And so it goes…away.

Poor old Vonnegut – I hate to admit to being so ill-informed, but even when that book of essays came out a year or three ago, I assumed it was posthumous.

I know a great many folks compared Douglas Adams to Vonnegut over the years, often enough that Adams railed against it if reminded. Which is one area where I have to disagree with my favorite author – if I had written any fiction that was compared to the works of Vonnegut, I would’ve hung it up right then and there just in case my next project didn’t live up to that praise.
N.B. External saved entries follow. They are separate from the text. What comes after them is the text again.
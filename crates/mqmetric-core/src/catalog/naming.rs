//! Derivation of metric names from the server's element descriptions.
//!
//! Descriptions such as "Queue Depth - High Water Mark" become
//! `queue_depth_high_water_mark`, with units moved to a single suffix.

use super::datatype::Datatype;

/// Unit tokens removed before the datatype's suffix is appended.
/// `_bytes` must precede `_byte`, and `_seconds` precede `_second`.
const UNIT_TOKENS: &[&str] = &[
    "_count",
    "_bytes",
    "_byte",
    "_seconds",
    "_second",
    "_percentage",
];

/// Builds the metric name for an element description.
pub fn metric_name(description: &str, datatype: Datatype) -> String {
    let mut s: String = description
        .chars()
        .map(|c| match c {
            ' ' | '/' | '-' => '_',
            c => c,
        })
        .collect();

    s = collapse_underscores(&s).to_lowercase();

    for token in UNIT_TOKENS {
        s = s.replace(token, "");
    }

    s = s.replace("messages_expired", "expired_messages");

    match datatype {
        Datatype::Percent | Datatype::Hundredths => s.push_str("_percentage"),
        Datatype::Mb | Datatype::Gb => s.push_str("_bytes"),
        Datatype::Microsec => s.push_str("_seconds"),
        _ => {
            if s.contains("_total") {
                s = s.replace("_total", "");
                s.push_str("_total");
            } else if s.contains("log_") {
                // Log volumes are reported as plain units but are byte counts.
                s.push_str("_bytes");
            }

            // Some descriptions exist both as "X count" and "X byte count".
            if description.contains("byte count") {
                s.push_str("_bytes");
            } else if description.ends_with(" count") && !s.contains("_count") {
                s.push_str("_count");
            }
        }
    }

    s
}

fn collapse_underscores(s: &str) -> String {
    let mut out = String::with_capacity(s.len());
    let mut previous_underscore = false;
    for c in s.chars() {
        if c == '_' {
            if !previous_underscore {
                out.push(c);
            }
            previous_underscore = true;
        } else {
            out.push(c);
            previous_underscore = false;
        }
    }
    out
}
Vonnegut’s work was informed by an edge of bitterness that, at least until “Mostly Harmless”, Adams just didn’t have (and even in “MH,” Adams didn’t deserve to claim that bitterness). Bitterness and yet just a smidgeon of world-weary hope that maybe humankind might gets its act together and learn the folly of its ways – it was such a weird mixture, and I’ve never run into anything quite like Vonnegut’s writing. I doubt I will again. I’ve been really bothered by my inability to write an obit for the news section that came close to even being in the same solar system as an adequate send-off. I’m going to write it off as me being tired and just not quite able to process the news.

I figured out how to beam new wallpapers and MIDI ringtones into my wife’s phone via infrared from my phone. Talk about a convoluted way of doing things – her phone isn’t bluetooth capable. Oddly enough she didn’t want any Katamari Damacy music or “Xanadu” as ringtones!

In news that will stun absolutely no one, the “video game characters” theme seems to be out the window where the baby room is concerned. I knew that idea was going to last about 10 minutes tops (and I wasn’t even the one who suggested it). Ah well. Guess I’ll just keep that little idea about painting the baby room to look like the interior of the TARDIS to myself…

I’m a little scatterbrained and burned out mentally right now, so you’ll have to forgive me for not having more to say at the moment. During the course of the day, it really hit me how damn tired I’ve gotten after the almost completely sleep-free Week Of Worrying, and I’m looking forward to crashing this weekend, with my head on a pillow and a bed full of warm kitties.